Chicago Opera Theater captured my imagination for a week in February with the concert presentation of The Life and Death(s) of Alan Turing followed by the full production of The Scarlet Ibis. These two performances introduced me to so many new singers: the wiry Jonathan Michie as Alan Turing with a powerful high baritone and passionate acting to match; Elise Quagliata as Turing’s fiancée and confidante Joan Clarke, of whose formidable mezzo-soprano I am embarrassed to have not already been aware; and countertenor Jordan Rutter as Doodle in The Scarlet Ibis — it’s hard to imagine anyone else in such an enigmatic, fragile, and magical part. Tenor Jonas Hacker, who was unforgettable in last season’s Fellow Travelers for Lyric Unlimited, broke my heart again as Turing’s doomed lover Christopher Morcom. Annie Rosen, who is the type of artist that inspires people like me to create a blog, wrung every tear out of the audience’s eyes as Brother in The Scarlet Ibis. Quinn Middleman, who has gradually increased her profile around Chicago singing with Haymarket Opera, Third Coast Baroque, and Chicago Fringe Opera, gave the breakout performance in The Scarlet Ibis. I had no idea she was capable of the noises she made as Mother, giving birth to Doodle. Harrowing stuff.

April gave birth to the Calyx Ensemble whose debut project was none other than that tiny piece, Bach’s St. Matthew Passion. It takes many musicians to put that together, and I highly doubt anyone was paid, so the Herculean effort must be acknowledged. If Calyx continues, anything else they want to produce should feel like a piece of cake.

Even in a restricted space, Chicago Fringe Opera made the case for Christopher Cerrone’s All Wounds Bleed. Casting for the mythical chamber opera could hardly be improved utilizing storefront regulars Jonathan Zeng as a poetically handsome Narcissus; the scorned Hera played by Claire DiVizio, who first impressed Chicago audiences as Queen of the Fairies in Iolanthe for the Gilbert & Sullivan Opera Company; and Leigh Folta making a strong impression as the delicate nymph Echo in her first principal role with CFO.

On May 31, soprano Ariana Strahl, baritone Michael Kelly, and pianist Kathleen Kelly presented A NewMusicShelf Art Song Showcase — equal parts recital and marketing for the NewMusicShelf’s anthologies of 21st century art song. Chia-Yu Hsu’s setting of Whispers of Heavenly Death (Walt Whtman) gave Strahl an opportunity to show off her flawless legato, jaw-dropping breath control, and searing tones above the staff. Another Whitman setting, Among the Multitude by Craig Urquhart, near the end of a long evening (20 songs, no intermission!), found Michael Kelly at his most elegant and emotionally open. Kelley is an intense performer who crafts each song with many details.
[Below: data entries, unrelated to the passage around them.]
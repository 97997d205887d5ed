//! # Repository Module
//!
//! Repository implementations over the key-value store.
//!
//! ## Repository Pattern
//! ```text
//! ┌─────────────────────────────────────────────────────────────────────────┐
//! │                    Repository Pattern Explained                         │
//! │                                                                         │
//! │  The Repository pattern abstracts storage access behind a clean API.   │
//! │                                                                         │
//! │  UI layer                                                               │
//! │       │                                                                 │
//! │       │  store.products().load_all()                                   │
//! │       ▼                                                                 │
//! │  ProductRepository                                                      │
//! │  ├── load_all / get_by_id                                               │
//! │  ├── add / update_by_id / delete_by_id                                  │
//! │  └── seed_if_needed / invalidate_cache                                  │
//! │       │                                                                 │
//! │       │  index + per-entity keys, batched writes                        │
//! │       ▼                                                                 │
//! │  KvStore (SQLite)                                                       │
//! │                                                                         │
//! │  Benefits:                                                              │
//! │  • Key layout and caching are isolated in one place                    │
//! │  • The UI never touches raw keys                                       │
//! │  • Isolated stores make tests trivial                                  │
//! └─────────────────────────────────────────────────────────────────────────┘
//! ```
//!
//! ## Available Repositories
//!
//! - [`product::ProductRepository`] - Catalog CRUD with cache + seeding
//! - [`auth::AuthRepository`] - Accounts and the active session

pub mod auth;
pub mod product;
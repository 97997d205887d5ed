//! # Store Handle & Pool Management
//!
//! Connection pool creation and configuration for the SQLite-backed store.
//!
//! ## Architecture
//! ```text
//! ┌─────────────────────────────────────────────────────────────────────────┐
//! │                        Store Initialization                             │
//! │                                                                         │
//! │  App Startup                                                            │
//! │       │                                                                 │
//! │       ▼                                                                 │
//! │  StoreConfig::new(path) ← Configure pool settings                      │
//! │       │                                                                 │
//! │       ▼                                                                 │
//! │  Store::open(config).await ← Create pool + run migrations              │
//! │       │                                                                 │
//! │       ▼                                                                 │
//! │  ┌─────────────────────────────────────────┐                           │
//! │  │              SqlitePool                 │                           │
//! │  │   shared by kv() / products() / auth()  │                           │
//! │  └─────────────────────────────────────────┘                           │
//! │       │                                                                 │
//! │       ▼                                                                 │
//! │  Caches live on the Store handle, so every repository instance         │
//! │  handed out by the same Store sees the same snapshot.                  │
//! └─────────────────────────────────────────────────────────────────────────┘
//! ```
//!
//! ## WAL Mode
//! SQLite WAL (Write-Ahead Logging) mode is enabled for:
//! - Better concurrent read performance
//! - Readers don't block writers
//! - Better crash recovery

use std::path::PathBuf;
use std::str::FromStr;
use std::sync::Arc;
use std::time::Duration;

use sqlx::sqlite::{SqliteConnectOptions, SqliteJournalMode, SqlitePoolOptions, SqliteSynchronous};
use sqlx::SqlitePool;
use tracing::{debug, info};

use bodega_core::{Product, User};

use crate::cache::CollectionCache;
use crate::error::{StoreError, StoreResult};
use crate::kv::KvStore;
use crate::migrations;
use crate::repository::auth::AuthRepository;
use crate::repository::product::ProductRepository;

// =============================================================================
// Configuration
// =============================================================================

/// Store configuration.
///
/// ## Example
/// ```rust,ignore
/// let config = StoreConfig::new("/data/bodega.db")
///     .max_connections(5)
///     .min_connections(1);
/// ```
#[derive(Debug, Clone)]
pub struct StoreConfig {
    /// Path to the SQLite database file.
    pub database_path: PathBuf,

    /// Maximum number of connections in the pool.
    /// Default: 5 (sufficient for a single-device app)
    pub max_connections: u32,

    /// Minimum number of connections to keep alive.
    /// Default: 1
    pub min_connections: u32,

    /// Connection timeout duration.
    /// Default: 30 seconds
    pub connect_timeout: Duration,

    /// Idle timeout before closing a connection.
    /// Default: 10 minutes
    pub idle_timeout: Duration,

    /// Whether to run migrations on open.
    /// Default: true
    pub run_migrations: bool,
}

impl StoreConfig {
    /// Creates a new configuration with the given database path.
    /// The file is created if it doesn't exist.
    pub fn new(path: impl Into<PathBuf>) -> Self {
        StoreConfig {
            database_path: path.into(),
            max_connections: 5,
            min_connections: 1,
            connect_timeout: Duration::from_secs(30),
            idle_timeout: Duration::from_secs(600),
            run_migrations: true,
        }
    }

    /// Sets the maximum number of connections.
    pub fn max_connections(mut self, max: u32) -> Self {
        self.max_connections = max;
        self
    }

    /// Sets the minimum number of connections.
    pub fn min_connections(mut self, min: u32) -> Self {
        self.min_connections = min;
        self
    }

    /// Sets the connection timeout.
    pub fn connect_timeout(mut self, timeout: Duration) -> Self {
        self.connect_timeout = timeout;
        self
    }

    /// Sets whether to run migrations on open.
    pub fn run_migrations(mut self, run: bool) -> Self {
        self.run_migrations = run;
        self
    }

    /// Creates an in-memory configuration (for testing).
    ///
    /// ## Usage
    /// ```rust,ignore
    /// let store = Store::open(StoreConfig::in_memory()).await?;
    /// // Fully isolated, perfect for tests
    /// ```
    pub fn in_memory() -> Self {
        StoreConfig {
            database_path: PathBuf::from(":memory:"),
            max_connections: 1, // In-memory requires single connection
            min_connections: 1,
            connect_timeout: Duration::from_secs(5),
            idle_timeout: Duration::from_secs(60),
            run_migrations: true,
        }
    }
}

// =============================================================================
// Store
// =============================================================================

/// Main store handle providing repository access.
///
/// Owns the connection pool and the per-collection caches. Repositories
/// handed out by `products()` / `auth()` are cheap clones sharing both,
/// so there is no ambient module state anywhere.
#[derive(Debug, Clone)]
pub struct Store {
    /// The SQLite connection pool.
    pool: SqlitePool,

    /// Materialized product collection, shared by product repositories.
    products_cache: Arc<CollectionCache<Product>>,

    /// Materialized user list, shared by auth repositories.
    users_cache: Arc<CollectionCache<User>>,
}

impl Store {
    /// Opens the store.
    ///
    /// ## What This Does
    /// 1. Creates the database file if it doesn't exist
    /// 2. Configures SQLite (WAL mode, NORMAL synchronous, foreign keys)
    /// 3. Creates the connection pool
    /// 4. Runs migrations (if enabled)
    pub async fn open(config: StoreConfig) -> StoreResult<Self> {
        info!(
            path = %config.database_path.display(),
            "Opening store"
        );

        // sqlite://path with mode=rwc creates the file if not exists
        let connect_url = format!("sqlite://{}?mode=rwc", config.database_path.display());

        let connect_options = SqliteConnectOptions::from_str(&connect_url)
            .map_err(|e| StoreError::ConnectionFailed(e.to_string()))?
            // WAL mode: readers don't block writers and vice versa
            .journal_mode(SqliteJournalMode::Wal)
            // NORMAL synchronous: safe from corruption, may lose the very
            // last transaction on a hard crash
            .synchronous(SqliteSynchronous::Normal)
            .foreign_keys(true)
            .create_if_missing(true);

        debug!("Connection options configured");

        let pool = SqlitePoolOptions::new()
            .max_connections(config.max_connections)
            .min_connections(config.min_connections)
            .acquire_timeout(config.connect_timeout)
            .idle_timeout(Some(config.idle_timeout))
            .connect_with(connect_options)
            .await
            .map_err(|e| StoreError::ConnectionFailed(e.to_string()))?;

        info!(
            max_connections = config.max_connections,
            "Store pool created"
        );

        let store = Store {
            pool,
            products_cache: CollectionCache::new(),
            users_cache: CollectionCache::new(),
        };

        if config.run_migrations {
            store.run_migrations().await?;
        }

        Ok(store)
    }

    /// Runs pending migrations. Idempotent.
    pub async fn run_migrations(&self) -> StoreResult<()> {
        migrations::run_migrations(&self.pool).await
    }

    /// Returns a key-value handle over this store's pool.
    ///
    /// For session keys and diagnostics; collection access should go
    /// through the repositories.
    pub fn kv(&self) -> KvStore {
        KvStore::new(self.pool.clone())
    }

    /// Returns the product repository.
    ///
    /// ## Example
    /// ```rust,ignore
    /// let products = store.products().load_all().await?;
    /// ```
    pub fn products(&self) -> ProductRepository {
        ProductRepository::new(self.kv(), Arc::clone(&self.products_cache))
    }

    /// Returns the auth repository.
    pub fn auth(&self) -> AuthRepository {
        AuthRepository::new(self.kv(), Arc::clone(&self.users_cache))
    }

    /// Checks if the store is healthy (can execute queries).
    pub async fn health_check(&self) -> bool {
        sqlx::query("SELECT 1").execute(&self.pool).await.is_ok()
    }

    /// Closes the connection pool.
    ///
    /// After calling close, all repository operations will fail.
    pub async fn close(&self) {
        info!("Closing store connection pool");
        self.pool.close().await;
    }
}

// =============================================================================
// Unit Tests
// =============================================================================
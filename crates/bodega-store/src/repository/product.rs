//! # Product Repository
//!
//! CRUD operations over the product catalog.
//!
//! ## Data Flow
//! ```text
//! ┌─────────────────────────────────────────────────────────────────────────┐
//! │                    How a Catalog Read Works                             │
//! │                                                                         │
//! │  load_all()                                                            │
//! │       │                                                                 │
//! │       ├── cache populated? ──► return snapshot (no storage I/O)        │
//! │       │                                                                 │
//! │       ▼                                                                 │
//! │  seed_if_needed()          (first-ever use only)                       │
//! │       │                                                                 │
//! │       ▼                                                                 │
//! │  products:index ──► ["1001", "1002", ...]                              │
//! │       │                                                                 │
//! │       ▼                                                                 │
//! │  product:<id> fetched per ID, in index order                           │
//! │       │         (IDs with no record are logged and dropped)            │
//! │       ▼                                                                 │
//! │  cache repopulated ──► Vec<Product> returned                           │
//! └─────────────────────────────────────────────────────────────────────────┘
//! ```
//!
//! ## Write Discipline
//! Every mutation writes the entity record and the re-derived index in ONE
//! [`WriteBatch`] transaction, then replaces the cache with the new
//! snapshot. External writers that bypass these methods must call
//! [`ProductRepository::invalidate_cache`] afterwards.

use std::sync::Arc;

use tracing::{debug, info, warn};
use uuid::Uuid;

use bodega_core::validation::{validate_product_draft, validate_product_patch};
use bodega_core::{Product, ProductDraft, ProductPatch};

use crate::cache::CollectionCache;
use crate::error::{StoreError, StoreResult};
use crate::index::EntityIndex;
use crate::keys;
use crate::kv::{KvStore, WriteBatch};
use crate::seed;
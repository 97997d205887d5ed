//! # Password Hashing & Session Tokens
//!
//! Credential helpers for the auth repository.
//!
//! ## Security Notes
//! The original app stored a reversible hex encoding of the password and
//! derived session tokens from `user id + timestamp`. Both were flagged as
//! defects, not behavior to preserve:
//!
//! - Passwords are hashed with salted Argon2 (PHC string format). The hash
//!   lands in the `hashedPassword` field the frontend already expects, so
//!   the wire shape is unchanged even though the content is now a real hash.
//! - Session tokens are 32 bytes from the OS RNG, hex-encoded. They encode
//!   nothing and cannot be forged from public information.

use argon2::password_hash::rand_core::{OsRng, RngCore};
use argon2::password_hash::{PasswordHash, PasswordHasher, PasswordVerifier, SaltString};
use argon2::Argon2;

use crate::error::{StoreError, StoreResult};

/// Hashes a password with a fresh random salt.
///
/// Returns a PHC string (`$argon2id$v=19$...`) that embeds the salt and
/// parameters, so verification needs no extra state.
pub fn hash_password(password: &str) -> StoreResult<String> {
    let salt = SaltString::generate(&mut OsRng);
    let argon2 = Argon2::default();

    let hash = argon2
        .hash_password(password.as_bytes(), &salt)
        .map_err(|e| StoreError::Internal(format!("Failed to hash password: {}", e)))?;

    Ok(hash.to_string())
}

/// Verifies a password against a stored PHC hash.
///
/// An unparseable hash verifies as false rather than erroring: a corrupted
/// record must not be easier to sign into than a healthy one.
pub fn verify_password(password: &str, stored_hash: &str) -> bool {
    let parsed = match PasswordHash::new(stored_hash) {
        Ok(h) => h,
        Err(_) => return false,
    };

    Argon2::default()
        .verify_password(password.as_bytes(), &parsed)
        .is_ok()
}

/// Generates a cryptographically random session token (64 hex chars).
pub fn generate_session_token() -> String {
    let mut bytes = [0u8; 32];
    OsRng.fill_bytes(&mut bytes);
    hex::encode(bytes)
}

// =============================================================================
// Unit Tests
// =============================================================================
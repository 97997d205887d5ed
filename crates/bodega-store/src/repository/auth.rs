//! # Auth Repository
//!
//! User accounts and the active session.
//!
//! ## Storage Layout
//! ```text
//! ┌─────────────────────────────────────────────────────────────────────────┐
//! │                       Auth Storage Layout                               │
//! │                                                                         │
//! │  allUsers     ──► [ {id, name, email, hashedPassword}, ... ]           │
//! │                   (whole list under one key, the frontend's layout)    │
//! │                                                                         │
//! │  userToken    ──► "9f2c4a..."          ┐ written together in one       │
//! │  userDetails  ──► {id, name, email}    ┘ transaction at sign-in        │
//! │                                                                         │
//! └─────────────────────────────────────────────────────────────────────────┘
//! ```
//!
//! ## Credential Handling
//! Passwords are hashed with salted Argon2 and session tokens come from the
//! OS RNG; see [`crate::password`] for why the original app's scheme was
//! replaced wholesale.

use std::sync::Arc;

use tracing::{debug, info};
use uuid::Uuid;

use bodega_core::validation::{normalize_email, validate_profile_update, validate_sign_up};
use bodega_core::{Credentials, ProfileUpdate, Session, SessionUser, SignUpForm, User};

use crate::cache::CollectionCache;
use crate::error::{StoreError, StoreResult};
use crate::keys;
use crate::kv::{KvStore, WriteBatch};
use crate::password;

/// Repository for account and session operations.
///
/// ## Usage
/// ```rust,ignore
/// let auth = store.auth();
///
/// auth.sign_up(form).await?;
/// let session = auth.sign_in(credentials).await?;
/// ```
#[derive(Debug, Clone)]
pub struct AuthRepository {
    kv: KvStore,
    cache: Arc<CollectionCache<User>>,
}

impl AuthRepository {
    /// Creates a new AuthRepository sharing the given cache.
    pub fn new(kv: KvStore, cache: Arc<CollectionCache<User>>) -> Self {
        AuthRepository { kv, cache }
    }

    /// Loads every account, from cache when populated.
    async fn load_users(&self) -> StoreResult<Vec<User>> {
        if let Some(cached) = self.cache.get().await {
            return Ok(cached);
        }

        let users = self
            .kv
            .get::<Vec<User>>(keys::USERS)
            .await?
            .unwrap_or_default();
        self.cache.replace(users.clone()).await;
        Ok(users)
    }

    /// Persists the full user list and refreshes the cache.
    async fn save_users(&self, users: Vec<User>) -> StoreResult<()> {
        self.kv.set(keys::USERS, &users).await?;
        self.cache.replace(users).await;
        Ok(())
    }

    /// Registers a new account.
    ///
    /// ## Errors
    /// * `StoreError::Validation` - blank fields, weak password, or
    ///   password/confirmation mismatch (checked before any write)
    /// * `StoreError::Conflict` - the normalized email already has an account
    pub async fn sign_up(&self, form: SignUpForm) -> StoreResult<User> {
        validate_sign_up(&form)?;

        let email = normalize_email(&form.email);
        let mut users = self.load_users().await?;

        if users.iter().any(|u| u.email == email) {
            return Err(StoreError::conflict("email", email));
        }

        let user = User {
            id: Uuid::new_v4().to_string(),
            name: form.name.trim().to_string(),
            email,
            hashed_password: password::hash_password(&form.password)?,
        };

        users.push(user.clone());
        self.save_users(users).await?;

        info!(id = %user.id, "Account created");
        Ok(user)
    }

    /// Signs in and persists the session.
    ///
    /// Token and denormalized details are written in one transaction so a
    /// crash can't leave a token without details or vice versa.
    ///
    /// ## Errors
    /// * `StoreError::InvalidCredentials` - unknown email OR wrong password,
    ///   indistinguishable by design
    pub async fn sign_in(&self, credentials: Credentials) -> StoreResult<Session> {
        let email = normalize_email(&credentials.email);
        let users = self.load_users().await?;

        let user = users
            .iter()
            .find(|u| u.email == email)
            .ok_or(StoreError::InvalidCredentials)?;

        if !password::verify_password(&credentials.password, &user.hashed_password) {
            return Err(StoreError::InvalidCredentials);
        }

        let session = Session {
            token: password::generate_session_token(),
            user: SessionUser::from(user),
        };

        let mut batch = WriteBatch::new();
        batch.put(keys::SESSION_TOKEN, &session.token)?;
        batch.put(keys::SESSION_DETAILS, &session.user)?;
        self.kv.apply(batch).await?;

        info!(id = %session.user.id, "Signed in");
        Ok(session)
    }

    /// Returns the persisted session token, or `None` when signed out.
    pub async fn session_token(&self) -> StoreResult<Option<String>> {
        self.kv.get(keys::SESSION_TOKEN).await
    }

    /// Returns the persisted session user details, or `None` when signed out.
    pub async fn session_user(&self) -> StoreResult<Option<SessionUser>> {
        self.kv.get(keys::SESSION_DETAILS).await
    }

    /// Clears both session keys. Idempotent: signing out twice is a no-op.
    pub async fn sign_out(&self) -> StoreResult<()> {
        self.kv
            .remove_many(&[keys::SESSION_TOKEN, keys::SESSION_DETAILS])
            .await?;
        debug!("Signed out");
        Ok(())
    }

    /// Updates the signed-in user's name and email.
    ///
    /// Refreshes both the account record and the denormalized session
    /// details in one transaction.
    ///
    /// ## Errors
    /// * `StoreError::NotFound` - no active session, or the session points
    ///   at an account that no longer exists
    /// * `StoreError::Conflict` - new email belongs to a different account
    pub async fn update_profile(&self, update: ProfileUpdate) -> StoreResult<User> {
        validate_profile_update(&update)?;

        let details = self
            .session_user()
            .await?
            .ok_or_else(|| StoreError::not_found("Session", "current"))?;

        let mut users = self.load_users().await?;
        let position = users
            .iter()
            .position(|u| u.id == details.id)
            .ok_or_else(|| StoreError::not_found("User", &details.id))?;

        let email = normalize_email(&update.email);
        if users.iter().any(|u| u.email == email && u.id != details.id) {
            return Err(StoreError::conflict("email", email));
        }

        users[position].name = update.name.trim().to_string();
        users[position].email = email;
        let updated = users[position].clone();

        let mut batch = WriteBatch::new();
        batch.put(keys::USERS, &users)?;
        batch.put(keys::SESSION_DETAILS, &SessionUser::from(&updated))?;
        self.kv.apply(batch).await?;

        self.cache.replace(users).await;

        info!(id = %updated.id, "Profile updated");
        Ok(updated)
    }

    /// Clears the in-memory user cache unconditionally.
    pub async fn invalidate_cache(&self) {
        self.cache.invalidate().await;
    }
}

// =============================================================================
// Unit Tests
// =============================================================================
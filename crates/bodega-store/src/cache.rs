//! # Collection Cache
//!
//! In-memory materialization of a collection to avoid repeated storage
//! reads; invalidated on every write.
//!
//! ## Lifecycle
//! ```text
//! ┌─────────────────────────────────────────────────────────────────────────┐
//! │                      Cache Lifecycle                                    │
//! │                                                                         │
//! │   (empty) ──first load_all()──► populated ──any write──► replaced      │
//! │      ▲                              │                                   │
//! │      └────────invalidate()──────────┘                                   │
//! │                                                                         │
//! │   The next read after invalidate() re-hydrates from the store.         │
//! └─────────────────────────────────────────────────────────────────────────┘
//! ```
//!
//! ## Why Not Module-Level State?
//! The original app kept `cachedProducts` as module-global mutable state,
//! which makes isolated tests impossible. Here the cache is an explicit
//! object owned through the [`Store`](crate::Store) handle; two stores never
//! share cache entries.

use std::sync::Arc;

use tokio::sync::RwLock;

/// Lazily populated snapshot of a full collection.
#[derive(Debug)]
pub struct CollectionCache<T> {
    slot: RwLock<Option<Vec<T>>>,
}

impl<T: Clone> CollectionCache<T> {
    /// Creates an empty (not yet populated) cache.
    pub fn new() -> Arc<Self> {
        Arc::new(CollectionCache {
            slot: RwLock::new(None),
        })
    }

    /// Returns the cached collection, or `None` when not populated.
    pub async fn get(&self) -> Option<Vec<T>> {
        self.slot.read().await.clone()
    }

    /// Replaces the cached collection with a fresh snapshot.
    pub async fn replace(&self, items: Vec<T>) {
        *self.slot.write().await = Some(items);
    }

    /// Clears the cache unconditionally; the next read re-hydrates.
    pub async fn invalidate(&self) {
        *self.slot.write().await = None;
    }

    /// True when a snapshot is currently held.
    pub async fn is_populated(&self) -> bool {
        self.slot.read().await.is_some()
    }
}

// =============================================================================
// Unit Tests
// =============================================================================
Every time he performs, one knows that not a single phrasing has been left to chance.

Wicker Park Choral Singers’ founder Mark Tomasino led his final performance as Artistic Director in June at the Wicker Park farmer’s market. Because I am a fan of this organization, I promised to share the press release about their incoming director A.J. Keller. Tomasino leaves his chorus in a healthy state. Their program in the park with a mix of choral standards, repertoire that acknowledged an ethnically diverse audience, and works by living composers (including some who sing in the ensemble) was an ideal summation of WPCS’s artistic mission. The finale was Dale Trumbore’s Returning for SATB Chorus and Audience. The image above is of Tomasino during Returning, conducting his accomplished ensemble and an audience of friends and strangers in a public space. Tomasino served his adopted city well and Vocal Arts Chicago hopes his example will continue to inspire people to form communities around song.